Fue por aquel entonces cuando Jacqueline, además de su profesión de maniquí, empezó a
ejercer otra profesión no menos irregular pero sí más absorbente: había sido contratada para
hacer pequeños papeles en el cine. Era difícil averiguar si estaba orgullosa de ello o no, o si
veía en aquello el primer paso de una carrera en la que deseara hacerse célebre. Por la
mañana, saltaba de la cama con más rabia que brío, se duchaba, se maquillaba a toda
prisa, no aceptaba más que el tazón de café negro que O apenas había tenido tiempo de
preparar y se dejaba besar la punta de los dedos, con una sonrisa maquinal y una mirada llena
de rencor: O, envuelta en su bata de vicuña blanca, con el pelo cepillado y la cara lavada,
tenía el aspecto plácido del que va a volverse a la cama. Pero no era así.
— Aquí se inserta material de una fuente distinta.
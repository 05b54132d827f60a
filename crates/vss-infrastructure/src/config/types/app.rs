//! Main application configuration

use serde::{Deserialize, Serialize};
use vss_application::SearchSettings;

use super::{CacheConfig, EmbeddingConfig, FetchConfig, LoggingConfig, StoreConfig};

/// Main application configuration
///
/// Every section falls back to its defaults, so a TOML file only needs
/// the keys it changes.
#[derive(Debug, Clone, Default, PartialEq, Serialize, Deserialize)]
#[serde(default)]
pub struct AppConfig {
    /// Logging configuration
    pub logging: LoggingConfig,

    /// Object store selection
    pub store: StoreConfig,

    /// Fetch concurrency and retry policy
    pub fetch: FetchConfig,

    /// Embedding model selection and batching
    pub embedding: EmbeddingConfig,

    /// Embedding cache
    pub cache: CacheConfig,
}

impl AppConfig {
    /// Pipeline settings derived from this configuration
    pub fn search_settings(&self) -> SearchSettings {
        SearchSettings {
            fetch: self.fetch.to_policy(),
            image_batch_size: self.embedding.image_batch_size,
        }
    }
}
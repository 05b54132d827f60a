//! Domain Value Objects
//!
//! Immutable value objects that flow through the search pipeline.
//!
//! ## Value Objects
//!
//! | Value Object | Description |
//! |--------------|-------------|
//! | [`ObjectKey`] | Identifier of one remote object within a bucket |
//! | [`CacheKey`] | Bucket-qualified object key used by the embedding cache |
//! | [`ScopeRequest`] | Store, scope prefix and query for one invocation |
//! | [`RawImage`] | Decoded raster image tagged with its key |
//! | [`EmbeddingVector`] | Unit-norm embedding of an image or query |
//! | [`RankedResult`] | Keys ordered by similarity to the query |
//! | [`SearchMetrics`] | Timing and counts for one request |

/// Embedding vectors
pub mod embedding;
/// Decoded images
pub mod image;
/// Object store identifiers and listing pages
pub mod object;
/// Ranking results
pub mod ranking;
/// Request scope
pub mod request;
/// Search outcome and metrics
pub mod search;

// Re-export commonly used value objects
pub use embedding::EmbeddingVector;
pub use image::RawImage;
pub use object::{CacheKey, ObjectEntry, ObjectKey, ObjectPage};
pub use ranking::{RankedEntry, RankedResult};
pub use request::ScopeRequest;
pub use search::{SearchMetrics, SearchOutcome};
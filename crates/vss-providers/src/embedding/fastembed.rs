//! FastEmbed CLIP Embedding Provider
//!
//! Implements the EmbeddingModelProvider port with fastembed's paired
//! vision and text encoders. Uses ONNX models for local inference without
//! external API calls.

use std::io::Cursor;
use std::path::PathBuf;

use async_trait::async_trait;
use fastembed::{
    EmbeddingModel, ImageEmbedding, ImageEmbeddingModel, ImageInitOptions, InitOptions,
    TextEmbedding,
};
use image::{DynamicImage, ImageFormat};
use tokio::sync::{mpsc, oneshot};
use tracing::{debug, info};
use vss_domain::error::{Error, Result};
use vss_domain::ports::providers::EmbeddingModelProvider;

use crate::constants::{
    EMBEDDING_DIMENSION_CLIP_VIT_B32, FASTEMBED_CHANNEL_CAPACITY, FASTEMBED_DEFAULT_MODEL,
    MODEL_CACHE_DIR_NAME,
};

/// A vision encoder and the text encoder trained jointly with it
#[derive(Debug, Clone, Copy, PartialEq, Eq)]
pub enum ClipModel {
    /// OpenAI CLIP ViT-B/32 (512 dimensions)
    ClipVitB32,
    /// Nomic Embed Vision/Text v1.5 (768 dimensions)
    NomicV15,
}

impl ClipModel {
    /// Parse a configured model name
    pub fn parse(name: &str) -> Option<Self> {
        match name.to_lowercase().as_str() {
            "clip-vit-b-32" | "clipvitb32" | "clip" => Some(Self::ClipVitB32),
            "nomic-embed-v1.5" | "nomic-v1.5" | "nomic" => Some(Self::NomicV15),
            _ => None,
        }
    }

    fn image_model(self) -> ImageEmbeddingModel {
        match self {
            Self::ClipVitB32 => ImageEmbeddingModel::ClipVitB32,
            Self::NomicV15 => ImageEmbeddingModel::NomicEmbedVisionV15,
        }
    }

    fn text_model(self) -> EmbeddingModel {
        match self {
            Self::ClipVitB32 => EmbeddingModel::ClipVitB32,
            Self::NomicV15 => EmbeddingModel::NomicEmbedTextV15,
        }
    }

    /// Output dimensionality
    pub fn dimensions(self) -> usize {
        match self {
            Self::ClipVitB32 => EMBEDDING_DIMENSION_CLIP_VIT_B32,
            Self::NomicV15 => 768,
        }
    }

    /// Canonical name
    pub fn name(self) -> &'static str {
        match self {
            Self::ClipVitB32 => "clip-vit-b-32",
            Self::NomicV15 => "nomic-embed-v1.5",
        }
    }
}

/// Messages for the CLIP actor
enum ClipMessage {
    EncodeImages {
        images: Vec<DynamicImage>,
        batch_size: usize,
        tx: oneshot::Sender<Result<Vec<Vec<f32>>>>,
    },
    EncodeText {
        texts: Vec<String>,
        batch_size: usize,
        tx: oneshot::Sender<Result<Vec<Vec<f32>>>>,
    },
}

/// FastEmbed CLIP provider using the Actor pattern
///
/// Both ONNX sessions live on one dedicated thread that serves encode
/// requests from a channel, so inference never blocks the async runtime
/// and no lock guards the sessions.
///
/// Construction downloads (on first run) and loads the weights; call it
/// from a blocking context.
#[derive(Clone)]
pub struct FastEmbedClipModel {
    sender: mpsc::Sender<ClipMessage>,
    model: ClipModel,
}

impl FastEmbedClipModel {
    /// Load `model`, caching weights under `cache_dir`
    pub fn new(
        model: ClipModel,
        cache_dir: PathBuf,
        show_download_progress: bool,
    ) -> Result<Self> {
        info!(model = model.name(), cache_dir = %cache_dir.display(), "Loading CLIP encoders");

        let image = ImageEmbedding::try_new(
            ImageInitOptions::new(model.image_model())
                .with_cache_dir(cache_dir.clone())
                .with_show_download_progress(show_download_progress),
        )
        .map_err(|e| Error::model(format!("Failed to initialize image encoder: {e}")))?;

        let text = TextEmbedding::try_new(
            InitOptions::new(model.text_model())
                .with_cache_dir(cache_dir)
                .with_show_download_progress(show_download_progress),
        )
        .map_err(|e| Error::model(format!("Failed to initialize text encoder: {e}")))?;

        let (tx, rx) = mpsc::channel(FASTEMBED_CHANNEL_CAPACITY);
        let actor = ClipActor {
            receiver: rx,
            image,
            text,
        };
        std::thread::Builder::new()
            .name("vss-clip".to_string())
            .spawn(move || actor.run())
            .map_err(|e| Error::model(format!("Failed to start encoder thread: {e}")))?;

        Ok(Self { sender: tx, model })
    }

    async fn request(
        &self,
        build: impl FnOnce(oneshot::Sender<Result<Vec<Vec<f32>>>>) -> ClipMessage,
    ) -> Result<Vec<Vec<f32>>> {
        let (tx, rx) = oneshot::channel();
        self.sender
            .send(build(tx))
            .await
            .map_err(|_| Error::model("CLIP actor channel closed"))?;
        rx.await
            .unwrap_or_else(|_| Err(Error::model("CLIP actor closed")))
    }
}

#[async_trait]
impl EmbeddingModelProvider for FastEmbedClipModel {
    async fn encode_images(
        &self,
        images: &[DynamicImage],
        batch_size: usize,
    ) -> Result<Vec<Vec<f32>>> {
        let images = images.to_vec();
        self.request(|tx| ClipMessage::EncodeImages {
            images,
            batch_size,
            tx,
        })
        .await
    }

    async fn encode_text(&self, texts: &[String], batch_size: usize) -> Result<Vec<Vec<f32>>> {
        let texts = texts.to_vec();
        self.request(|tx| ClipMessage::EncodeText {
            texts,
            batch_size,
            tx,
        })
        .await
    }

    fn dimensions(&self) -> usize {
        self.model.dimensions()
    }

    fn provider_name(&self) -> &str {
        "fastembed"
    }

    fn model_name(&self) -> &str {
        self.model.name()
    }
}

/// Internal actor that owns the ONNX sessions
struct ClipActor {
    receiver: mpsc::Receiver<ClipMessage>,
    image: ImageEmbedding,
    text: TextEmbedding,
}

impl ClipActor {
    fn run(mut self) {
        while let Some(msg) = self.receiver.blocking_recv() {
            match msg {
                ClipMessage::EncodeImages {
                    images,
                    batch_size,
                    tx,
                } => {
                    let _ = tx.send(self.encode_images(&images, batch_size));
                }
                ClipMessage::EncodeText {
                    texts,
                    batch_size,
                    tx,
                } => {
                    let refs: Vec<&str> = texts.iter().map(String::as_str).collect();
                    let result = self
                        .text
                        .embed(refs, Some(batch_size))
                        .map_err(|e| Error::model(format!("Text encoding failed: {e}")));
                    let _ = tx.send(result);
                }
            }
        }
        debug!("CLIP actor stopped");
    }

    fn encode_images(
        &mut self,
        images: &[DynamicImage],
        batch_size: usize,
    ) -> Result<Vec<Vec<f32>>> {
        let encoded = images
            .iter()
            .map(|img| {
                let mut buf = Cursor::new(Vec::new());
                img.write_to(&mut buf, ImageFormat::Png)
                    .map(|()| buf.into_inner())
                    .map_err(|e| Error::model(format!("Failed to re-encode image: {e}")))
            })
            .collect::<Result<Vec<Vec<u8>>>>()?;
        let slices: Vec<&[u8]> = encoded.iter().map(Vec::as_slice).collect();
        self.image
            .embed_bytes(&slices, Some(batch_size))
            .map_err(|e| Error::model(format!("Image encoding failed: {e}")))
    }
}

// ============================================================================
// Auto-registration via linkme distributed slice
// ============================================================================

use std::sync::Arc;

use vss_application::ports::registry::{
    EMBEDDING_MODEL_PROVIDERS, EmbeddingModelConfig, EmbeddingModelEntry,
};

/// Factory function for creating FastEmbed CLIP instances
fn fastembed_factory(
    config: &EmbeddingModelConfig,
) -> std::result::Result<Arc<dyn EmbeddingModelProvider>, String> {
    let name = config.model.as_deref().unwrap_or(FASTEMBED_DEFAULT_MODEL);
    let model = ClipModel::parse(name).ok_or_else(|| {
        format!("Unknown FastEmbed model '{name}'. Available: clip-vit-b-32, nomic-embed-v1.5")
    })?;
    let cache_dir = config.cache_dir.clone().unwrap_or_else(|| {
        dirs::cache_dir()
            .unwrap_or_else(std::env::temp_dir)
            .join(MODEL_CACHE_DIR_NAME)
    });

    let provider = FastEmbedClipModel::new(model, cache_dir, config.show_download_progress)
        .map_err(|e| format!("Failed to create FastEmbed provider: {e}"))?;
    Ok(Arc::new(provider))
}

#[linkme::distributed_slice(EMBEDDING_MODEL_PROVIDERS)]
static FASTEMBED_MODEL: EmbeddingModelEntry = EmbeddingModelEntry {
    name: "fastembed",
    description: "FastEmbed local CLIP encoders (clip-vit-b-32, nomic-embed-v1.5)",
    factory: fastembed_factory,
};
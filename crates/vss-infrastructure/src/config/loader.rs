//! Configuration loader
//!
//! Handles loading configuration from various sources including
//! TOML files, environment variables, and default values.

use std::env;
use std::path::{Path, PathBuf};

use figment::Figment;
use figment::providers::{Env, Format, Serialized, Toml};
use vss_domain::error::{Error, Result};

use crate::config::{AppConfig, CacheConfig, EmbeddingConfig, FetchConfig, LoggingConfig, StoreConfig};
use crate::constants::{
    CONFIG_ENV_PREFIX, CONFIG_ENV_SEPARATOR, DEFAULT_CONFIG_DIR, DEFAULT_CONFIG_FILENAME,
};
use crate::error_ext::ErrorContext;
use crate::logging::{log_config_loaded, parse_log_level};

/// Configuration loader service
#[derive(Debug, Clone)]
pub struct ConfigLoader {
    /// Configuration file path
    config_path: Option<PathBuf>,

    /// Environment prefix
    env_prefix: String,
}

impl ConfigLoader {
    /// Create a new configuration loader with default settings
    pub fn new() -> Self {
        Self {
            config_path: None,
            env_prefix: CONFIG_ENV_PREFIX.to_string(),
        }
    }

    /// Set the configuration file path
    pub fn with_config_path<P: AsRef<Path>>(mut self, path: P) -> Self {
        self.config_path = Some(path.as_ref().to_path_buf());
        self
    }

    /// Set the environment variable prefix
    pub fn with_env_prefix<S: Into<String>>(mut self, prefix: S) -> Self {
        self.env_prefix = prefix.into();
        self
    }

    /// Load configuration from all sources
    ///
    /// Configuration sources are merged in this order (later sources override earlier):
    /// 1. Default values from `AppConfig::default()`
    /// 2. TOML configuration file (explicit path, or `vss.toml` discovered)
    /// 3. Environment variables with prefix (e.g., `VSS_FETCH__CONCURRENCY`)
    ///
    /// An explicit path that does not exist is an error; a missing
    /// discovered file is not.
    pub fn load(&self) -> Result<AppConfig> {
        let mut figment = Figment::new().merge(Serialized::defaults(AppConfig::default()));

        if let Some(config_path) = &self.config_path {
            if !config_path.exists() {
                log_config_loaded(config_path, false);
                return Err(Error::configuration(format!(
                    "Configuration file not found: {}",
                    config_path.display()
                )));
            }
            figment = figment.merge(Toml::file(config_path));
            log_config_loaded(config_path, true);
        } else if let Some(default_path) = Self::find_default_config_path() {
            figment = figment.merge(Toml::file(&default_path));
            log_config_loaded(&default_path, true);
        }

        figment = figment.merge(
            Env::prefixed(&format!("{}_", self.env_prefix)).split(CONFIG_ENV_SEPARATOR),
        );

        let app_config: AppConfig = figment
            .extract()
            .config_context("Failed to extract configuration")?;

        validate_app_config(&app_config)?;

        Ok(app_config)
    }

    /// Save configuration to file
    pub fn save_to_file<P: AsRef<Path>>(&self, config: &AppConfig, path: P) -> Result<()> {
        let toml_string =
            toml::to_string_pretty(config).config_context("Failed to serialize config to TOML")?;

        std::fs::write(path.as_ref(), toml_string).io_context("Failed to write config file")?;

        Ok(())
    }

    /// Get the configured file path
    pub fn config_path(&self) -> Option<&Path> {
        self.config_path.as_deref()
    }

    /// First existing file among the standard locations
    fn find_default_config_path() -> Option<PathBuf> {
        let current_dir = env::current_dir().ok()?;

        let candidates = [
            Some(current_dir.join(DEFAULT_CONFIG_FILENAME)),
            Some(
                current_dir
                    .join(DEFAULT_CONFIG_DIR)
                    .join(DEFAULT_CONFIG_FILENAME),
            ),
            dirs::config_dir().map(|d| d.join(DEFAULT_CONFIG_DIR).join(DEFAULT_CONFIG_FILENAME)),
        ];

        candidates.into_iter().flatten().find(|path| path.is_file())
    }
}

impl Default for ConfigLoader {
    fn default() -> Self {
        Self::new()
    }
}

/// Validate application configuration
pub fn validate_app_config(config: &AppConfig) -> Result<()> {
    validate_logging_config(&config.logging)?;
    validate_store_config(&config.store)?;
    validate_fetch_config(&config.fetch)?;
    validate_embedding_config(&config.embedding)?;
    validate_cache_config(&config.cache)?;
    Ok(())
}

fn validate_logging_config(config: &LoggingConfig) -> Result<()> {
    parse_log_level(&config.level).map(|_| ())
}

fn validate_store_config(config: &StoreConfig) -> Result<()> {
    if config.provider.trim().is_empty() {
        return Err(Error::configuration("Store provider cannot be empty"));
    }
    if config.page_size == 0 {
        return Err(Error::configuration("Store page size cannot be 0"));
    }
    Ok(())
}

fn validate_fetch_config(config: &FetchConfig) -> Result<()> {
    if config.concurrency == 0 {
        return Err(Error::configuration("Fetch concurrency cannot be 0"));
    }
    if config.max_attempts == 0 {
        return Err(Error::configuration("Fetch attempt ceiling cannot be 0"));
    }
    if config.target_size == 0 {
        return Err(Error::configuration("Target image size cannot be 0"));
    }
    Ok(())
}

fn validate_embedding_config(config: &EmbeddingConfig) -> Result<()> {
    if config.provider.trim().is_empty() {
        return Err(Error::configuration("Embedding provider cannot be empty"));
    }
    if config.image_batch_size == 0 {
        return Err(Error::configuration("Image batch size cannot be 0"));
    }
    if config.dimensions == Some(0) {
        return Err(Error::configuration("Embedding dimensions cannot be 0"));
    }
    Ok(())
}

fn validate_cache_config(config: &CacheConfig) -> Result<()> {
    if config.enabled && config.capacity == 0 {
        return Err(Error::configuration(
            "Cache capacity cannot be 0 when the cache is enabled",
        ));
    }
    Ok(())
}

/// Configuration builder for programmatic configuration
#[derive(Debug, Default)]
pub struct ConfigBuilder {
    config: AppConfig,
}

impl ConfigBuilder {
    /// Create a new configuration builder with defaults
    pub fn new() -> Self {
        Self::default()
    }

    /// Set logging configuration
    pub fn with_logging(mut self, logging: LoggingConfig) -> Self {
        self.config.logging = logging;
        self
    }

    /// Set object store configuration
    pub fn with_store(mut self, store: StoreConfig) -> Self {
        self.config.store = store;
        self
    }

    /// Set fetch configuration
    pub fn with_fetch(mut self, fetch: FetchConfig) -> Self {
        self.config.fetch = fetch;
        self
    }

    /// Set embedding configuration
    pub fn with_embedding(mut self, embedding: EmbeddingConfig) -> Self {
        self.config.embedding = embedding;
        self
    }

    /// Set cache configuration
    pub fn with_cache(mut self, cache: CacheConfig) -> Self {
        self.config.cache = cache;
        self
    }

    /// Build and validate the configuration
    pub fn build(self) -> Result<AppConfig> {
        validate_app_config(&self.config)?;
        Ok(self.config)
    }
}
O aún no se había
atrevido a explicar a Jacqueline por qué. La verdad era que todos los días en que
Jacqueline salía de casa a la hora en que los niños van al colegio y los empleados a la oficina,
para dirigirse a los estudios de Boulogne donde estaba rodando, O, que antes, efectivamente,
se quedaba en casa toda la mañana, se vestía a su vez para salir.
—Os mandaré el coche —había dicho Sir Stephen—. Primero llevará a Jacqueline a
Boulogne y después volverá para recogerte a ti.
De manera que todas las mañanas, a la hora en que el sol no iluminaba más que las
fachadas del este y las restantes estaban frescas todavía, pero, en los jardines, las sombras
empezaban ya a acortarse bajo los árboles, O era conducida a casa de Sir Stephen. En la
calle de Poitiers aún no se había terminado la limpieza. Nora, la mulata, llevaba a O a la
habitación en la que la primera noche Sir Stephen la dejó llorar y dormir sola, esperaba
mientras O dejaba sobre la cama el bolso, los guantes y la ropa, lo guardaba todo en un
armario, bajo llave, le daba a O unas chinelas de charol con tacón alto que hacían ruido al
andar y la precedía hasta el despacho de Sir Stephen, abriéndole las puertas. O nunca se
acostumbró a aquellos preparativos y desnudarse ante aquella vieja paciente y callada, que casi
ni la miraba, le resultaba tan penoso como hacerlo bajo la mirada de los criados de Roissy.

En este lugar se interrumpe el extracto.